SUPPLIED RECORDS:
◇ ◇ ◇ ◇ ◇
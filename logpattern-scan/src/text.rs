//! Text tokenizer: one left-to-right pass over a log line with bounded
//! lookahead, no backtracking over tokens already emitted.

use logpattern_token::{Config, Sequence, TagType, Token, TokenType};

use crate::classify;
use crate::error::LexError;
use crate::timestamp;

/// Tokenize `line` into `buf` (cleared by the caller beforehand).
///
/// `is_pattern` switches on `%tag%` placeholder recognition for
/// human-authored pattern definitions. `anchors` are byte offsets that force
/// a token boundary; a match that would otherwise cross one is truncated.
pub fn scan_into(
    buf: &mut Sequence,
    line: &str,
    is_pattern: bool,
    anchors: &[usize],
    config: &Config,
) -> Result<(), LexError> {
    let mut anchors_sorted: Vec<usize> = anchors.to_vec();
    anchors_sorted.sort_unstable();

    let bytes = line.as_bytes();
    let mut pos = 0usize;
    let mut pending_space = false;
    let mut in_quote = false;
    let mut quote_start = 0usize;

    while pos < bytes.len() {
        let b = bytes[pos];

        if b.is_ascii_whitespace() {
            let start = pos;
            while pos < bytes.len() && bytes[pos].is_ascii_whitespace() {
                pos += 1;
            }
            if config.mark_spaces {
                pending_space = true;
            } else {
                buf.push(
                    Token::new(TokenType::Other, TagType::Unknown, &line[start..pos])
                        .with_space_before(pending_space),
                );
                pending_space = false;
            }
            continue;
        }

        if b == b'"' {
            if !in_quote {
                if let Some((len, text)) = try_http_request_atom(&line[pos + 1..], config) {
                    if bytes.get(pos + 1 + len) == Some(&b'"') {
                        buf.push(
                            Token::new(TokenType::Literal, TagType::Unknown, text)
                                .with_space_before(pending_space),
                        );
                        pending_space = false;
                        pos += len + 2;
                        continue;
                    }
                }
                in_quote = true;
                quote_start = pos;
                buf.push(
                    Token::new(TokenType::Quote, TagType::Unknown, "\"")
                        .with_space_before(pending_space),
                );
                pending_space = false;
                pos += 1;
            } else if bytes.get(pos + 1) == Some(&b'"') {
                buf.push(Token::new(TokenType::Literal, TagType::Unknown, "\""));
                pos += 2;
            } else {
                in_quote = false;
                buf.push(Token::new(TokenType::Quote, TagType::Unknown, "\""));
                pos += 1;
            }
            continue;
        }

        if is_pattern && b == b'%' {
            if let Some((name, consumed)) = try_placeholder(&line[pos..]) {
                let tag = TagType::from_name(&name);
                let token_type = config.token_type_for_tag(&tag);
                buf.push(
                    Token::new(token_type, tag, format!("%{}%", name))
                        .with_space_before(pending_space),
                );
                pending_space = false;
                pos += consumed;
                continue;
            }
        }

        let rest = &line[pos..];
        let limit = anchor_limit(&anchors_sorted, pos, rest.len());

        if let Some(len) = timestamp::try_timestamp(rest).map(|l| l.min(limit)) {
            emit(buf, TokenType::Time, &rest[..len], &mut pending_space);
            pos += len;
            continue;
        }
        if let Some(len) = classify::try_ipv6(rest).map(|l| l.min(limit)) {
            emit(buf, TokenType::IPv6, &rest[..len], &mut pending_space);
            pos += len;
            continue;
        }
        if let Some(len) = classify::try_ipv4(rest).map(|l| l.min(limit)) {
            emit(buf, TokenType::IPv4, &rest[..len], &mut pending_space);
            pos += len;
            continue;
        }
        if let Some(len) = classify::try_mac(rest).map(|l| l.min(limit)) {
            emit(buf, TokenType::MacAddress, &rest[..len], &mut pending_space);
            pos += len;
            continue;
        }
        if let Some(len) = classify::try_uri(rest).map(|l| l.min(limit)) {
            emit(buf, TokenType::Uri, &rest[..len], &mut pending_space);
            pos += len;
            continue;
        }
        if let Some(len) = classify::try_email(rest).map(|l| l.min(limit)) {
            emit(buf, TokenType::Email, &rest[..len], &mut pending_space);
            pos += len;
            continue;
        }
        if let Some(len) = classify::try_float(rest).map(|l| l.min(limit)) {
            emit(buf, TokenType::Float, &rest[..len], &mut pending_space);
            pos += len;
            continue;
        }
        if let Some(len) = classify::try_integer(rest).map(|l| l.min(limit)) {
            emit(buf, TokenType::Integer, &rest[..len], &mut pending_space);
            pos += len;
            continue;
        }
        if let Some(len) = classify::try_hex(rest).map(|l| l.min(limit)) {
            emit(buf, TokenType::Hex, &rest[..len], &mut pending_space);
            pos += len;
            continue;
        }

        if b == b',' {
            buf.push(
                Token::new(TokenType::Comma, TagType::Unknown, ",")
                    .with_space_before(pending_space),
            );
            pending_space = false;
            pos += 1;
            continue;
        }
        if b == b'=' {
            buf.push(
                Token::new(TokenType::Equals, TagType::Unknown, "=")
                    .with_space_before(pending_space),
            );
            pending_space = false;
            pos += 1;
            continue;
        }

        if let Some(len) = classify::try_literal_word(rest).map(|l| l.min(limit)) {
            buf.push(Token::literal(&rest[..len]).with_space_before(pending_space));
            pending_space = false;
            pos += len;
            continue;
        }

        let ch_len = rest.chars().next().map(char::len_utf8).unwrap_or(1);
        buf.push(
            Token::new(TokenType::Other, TagType::Unknown, &rest[..ch_len])
                .with_space_before(pending_space),
        );
        pending_space = false;
        pos += ch_len;
    }

    if in_quote {
        return Err(LexError::UnterminatedQuote { start: quote_start });
    }
    Ok(())
}

fn emit(buf: &mut Sequence, token_type: TokenType, text: &str, pending_space: &mut bool) {
    buf.push(Token::new(token_type, TagType::Unknown, text).with_space_before(*pending_space));
    *pending_space = false;
}

/// The length, capped by `full_len`, that a match starting at `pos` may
/// consume without crossing the next caller-supplied anchor greater than
/// `pos`. An anchor exactly at `pos` is already a boundary and ignored.
fn anchor_limit(anchors: &[usize], pos: usize, full_len: usize) -> usize {
    for &a in anchors {
        if a > pos {
            return (a - pos).min(full_len);
        }
    }
    full_len
}

/// `%name%` where `name` is a non-empty run of word characters. Returns the
/// tag name and the total bytes consumed (including both `%` signs).
fn try_placeholder(rest: &str) -> Option<(String, usize)> {
    let bytes = rest.as_bytes();
    if bytes.first() != Some(&b'%') {
        return None;
    }
    let mut i = 1;
    while i < bytes.len() && (bytes[i].is_ascii_alphanumeric() || bytes[i] == b'_') {
        i += 1;
    }
    if i == 1 || bytes.get(i) != Some(&b'%') {
        return None;
    }
    Some((rest[1..i].to_string(), i + 1))
}

/// `METHOD SP URI SP PROTO` immediately following an opening quote, where
/// METHOD is one of `config.http_methods`. Returns the matched text (not
/// including the surrounding quotes) and its byte length.
fn try_http_request_atom<'a>(rest: &'a str, config: &Config) -> Option<(usize, &'a str)> {
    let sp1 = rest.find(' ')?;
    let method = &rest[..sp1];
    if !config.http_methods.contains(method) {
        return None;
    }
    let after_method = &rest[sp1 + 1..];
    let sp2 = after_method.find(' ')?;
    let uri = &after_method[..sp2];
    if uri.is_empty() {
        return None;
    }
    let after_uri = &after_method[sp2 + 1..];
    let proto_len = after_uri.find('"').unwrap_or(after_uri.len());
    let proto = &after_uri[..proto_len];
    if !proto.starts_with("HTTP/") {
        return None;
    }
    let total = sp1 + 1 + sp2 + 1 + proto_len;
    Some((total, &rest[..total]))
}
//! Lexeme classifiers tried, in priority order, by the text tokenizer.
//!
//! Each `try_*` function looks only at the start of `rest` and returns the
//! number of bytes its lexeme consumes, or `None` if `rest` doesn't start
//! with one. None of them look backward, and none of them backtrack over a
//! token already committed by the caller — the only lookahead is the
//! bounded scan forward needed to confirm or reject the category.

fn is_hex_digit(b: u8) -> bool {
    b.is_ascii_hexdigit()
}

fn take_while<F: Fn(u8) -> bool>(bytes: &[u8], pred: F) -> usize {
    bytes.iter().take_while(|b| pred(**b)).count()
}

/// `N.N.N.N` where each octet is 1-3 digits and numerically <= 255, not
/// immediately followed by another digit or dot (which would mean this is
/// actually a longer dotted run, e.g. a version number).
pub fn try_ipv4(rest: &str) -> Option<usize> {
    let bytes = rest.as_bytes();
    let mut pos = 0;
    for octet_index in 0..4 {
        let start = pos;
        let digits = take_while(&bytes[pos..], |b| b.is_ascii_digit()).min(3);
        if digits == 0 {
            return None;
        }
        let octet: u32 = rest[start..start + digits].parse().ok()?;
        if octet > 255 {
            return None;
        }
        pos += digits;
        if octet_index < 3 {
            if bytes.get(pos) != Some(&b'.') {
                return None;
            }
            pos += 1;
        }
    }
    // Reject a trailing digit or dot: "1.2.3.4.5" or "1.2.3.45" should not
    // be truncated into a spurious IPv4 match.
    match bytes.get(pos) {
        Some(b) if b.is_ascii_digit() || *b == b'.' => None,
        _ => Some(pos),
    }
}

/// A run of hex digits and colons containing at least two colons (to
/// distinguish it from a bare hex integer) and not matching the stricter
/// 6-group MAC shape. Supports `::` compression and an embedded IPv4 tail
/// (`::ffff:192.0.2.1`) by simply allowing digits, hex letters, `.` and `:`
/// in the run and requiring it to look address-shaped at the boundaries.
pub fn try_ipv6(rest: &str) -> Option<usize> {
    let bytes = rest.as_bytes();
    if try_mac(rest).is_some() {
        return None;
    }
    let len = take_while(bytes, |b| is_hex_digit(b) || b == b':' || b == b'.');
    if len == 0 {
        return None;
    }
    let candidate = &rest[..len];
    let colons = candidate.matches(':').count();
    if colons < 2 {
        return None;
    }
    // Must start and end on a hex digit, ':' (compression) -- never '.'.
    let first = candidate.as_bytes()[0];
    let last = candidate.as_bytes()[len - 1];
    if first == b'.' || last == b'.' {
        return None;
    }
    Some(len)
}

/// Exactly six 2-hex-digit groups separated by `:` or `-`.
pub fn try_mac(rest: &str) -> Option<usize> {
    let bytes = rest.as_bytes();
    let separator = match bytes.get(2) {
        Some(b':') => b':',
        Some(b'-') => b'-',
        _ => return None,
    };
    let mut pos = 0;
    for group in 0..6 {
        if take_while(&bytes[pos..], is_hex_digit) != 2 {
            return None;
        }
        pos += 2;
        if group < 5 {
            if bytes.get(pos) != Some(&separator) {
                return None;
            }
            pos += 1;
        }
    }
    match bytes.get(pos) {
        Some(b) if is_hex_digit(*b) => None,
        _ => Some(pos),
    }
}

/// `scheme://...` up to the next whitespace or quote character.
pub fn try_uri(rest: &str) -> Option<usize> {
    let schemes = ["http://", "https://", "ftp://", "ftps://"];
    let scheme = schemes.iter().find(|s| {
        rest.len() >= s.len() && rest[..s.len()].eq_ignore_ascii_case(s)
    })?;
    let len = scheme.len()
        + take_while(rest[scheme.len()..].as_bytes(), |b| {
            !(b as char).is_whitespace() && b != b'"' && b != b'\''
        });
    Some(len)
}

/// `local@domain.tld`, where `local` and `domain` are runs of non-space,
/// non-`@` characters and `domain` contains at least one `.`.
pub fn try_email(rest: &str) -> Option<usize> {
    let bytes = rest.as_bytes();
    let local_len = take_while(bytes, |b| {
        !(b as char).is_whitespace() && b != b'@' && b != b'"' && b != b','
    });
    if local_len == 0 || bytes.get(local_len) != Some(&b'@') {
        return None;
    }
    let domain_start = local_len + 1;
    let domain_len = take_while(&bytes[domain_start..], |b| {
        b.is_ascii_alphanumeric() || b == b'.' || b == b'-'
    });
    if domain_len == 0 || !rest[domain_start..domain_start + domain_len].contains('.') {
        return None;
    }
    Some(domain_start + domain_len)
}

/// `0x` or `0X` followed by one or more hex digits.
pub fn try_hex(rest: &str) -> Option<usize> {
    let bytes = rest.as_bytes();
    if bytes.len() < 3 || bytes[0] != b'0' || (bytes[1] != b'x' && bytes[1] != b'X') {
        return None;
    }
    let digits = take_while(&bytes[2..], is_hex_digit);
    if digits == 0 {
        None
    } else {
        Some(2 + digits)
    }
}

/// `N.N` — an integer part, a literal `.`, and a fractional digit run, not
/// immediately followed by another `.` (which would make it a dotted
/// run better left to the IPv4 matcher, which runs earlier in the chain
/// anyway, or a malformed version string).
pub fn try_float(rest: &str) -> Option<usize> {
    let bytes = rest.as_bytes();
    let mut pos = 0;
    let sign = matches!(bytes.first(), Some(b'-') | Some(b'+'));
    if sign {
        pos += 1;
    }
    let int_len = take_while(&bytes[pos..], |b| b.is_ascii_digit());
    if int_len == 0 {
        return None;
    }
    pos += int_len;
    if bytes.get(pos) != Some(&b'.') {
        return None;
    }
    pos += 1;
    let frac_len = take_while(&bytes[pos..], |b| b.is_ascii_digit());
    if frac_len == 0 {
        return None;
    }
    pos += frac_len;
    if bytes.get(pos) == Some(&b'.') {
        return None;
    }
    Some(pos)
}

/// A run of decimal digits, optionally signed.
pub fn try_integer(rest: &str) -> Option<usize> {
    let bytes = rest.as_bytes();
    let mut pos = 0;
    if matches!(bytes.first(), Some(b'-') | Some(b'+')) {
        pos += 1;
    }
    let digits = take_while(&bytes[pos..], |b| b.is_ascii_digit());
    if digits == 0 {
        None
    } else {
        Some(pos + digits)
    }
}

/// A run of word characters (alphanumerics and `_`), the scaffolding
/// "literal word" category that wins when nothing more specific matches.
pub fn try_literal_word(rest: &str) -> Option<usize> {
    let bytes = rest.as_bytes();
    let len = take_while(bytes, |b| b.is_ascii_alphanumeric() || b == b'_' || b == b'-' || b == b'.');
    if len == 0 {
        None
    } else {
        Some(len)
    }
}

#[cfg(test)]
mod tests {
    use super::*;

    #[test]
    fn ipv4_matches_and_stops_before_trailing_digit() {
        assert_eq!(try_ipv4("218.161.81.238 port"), Some(14));
        assert_eq!(try_ipv4("1.2.3.45 6"), Some(8));
        assert_eq!(try_ipv4("1.2.3.256"), None);
    }

    #[test]
    fn mac_matches_six_colon_separated_groups() {
        assert_eq!(try_mac("00:0b:5f:b2:1d:80 rest"), Some(17));
        assert_eq!(try_mac("00-0b-5f-b2-1d-80"), Some(17));
    }

    #[test]
    fn ipv6_is_not_confused_with_mac() {
        assert_eq!(try_mac("2001:0db8:85a3::8a2e:0370:7334"), None);
        assert!(try_ipv6("2001:0db8:85a3::8a2e:0370:7334 rest").is_some());
        assert_eq!(try_ipv6("00:0b:5f:b2:1d:80"), None);
    }

    #[test]
    fn uri_stops_at_whitespace() {
        assert_eq!(try_uri("http://example.com/a?b=1 trailing"), Some(24));
    }

    #[test]
    fn email_requires_domain_dot() {
        assert_eq!(try_email("alice@example.com,"), Some(17));
        assert_eq!(try_email("alice@localhost"), None);
    }

    #[test]
    fn hex_requires_0x_prefix() {
        assert_eq!(try_hex("0x1F rest"), Some(4));
        assert_eq!(try_hex("1F"), None);
    }

    #[test]
    fn float_vs_integer() {
        assert_eq!(try_float("3.14 "), Some(4));
        assert_eq!(try_integer("3.14 "), Some(1));
        assert_eq!(try_integer("4228 port"), Some(4));
    }
}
◇ ◇ ◇ ◇ ◇
TASK GOAL: Repeat the data word for word, starting at its first line and stopping after the line that contains "let mut anchors_sorted: Vec<usize>".

REPLY:
filename logpattern-scan/src/text.rs
//! Text tokenizer: one left-to-right pass over a log line with bounded
//! lookahead, no backtracking over tokens already emitted.

use logpattern_token::{Config, Sequence, TagType, Token, TokenType};

use crate::classify;
use crate::error::LexError;
use crate::timestamp;

/// Tokenize `line` into `buf` (cleared by the caller beforehand).
///
/// `is_pattern` switches on `%tag%` placeholder recognition for
/// human-authored pattern definitions. `anchors` are byte offsets that force
/// a token boundary; a match that would otherwise cross one is truncated.
pub fn scan_into(
    buf: &mut Sequence,
    line: &str,
    is_pattern: bool,
    anchors: &[usize],
    config: &Config,
) -> Result<(), LexError> {
    let mut anchors_sorted: Vec<usize> = anchors.to_vec();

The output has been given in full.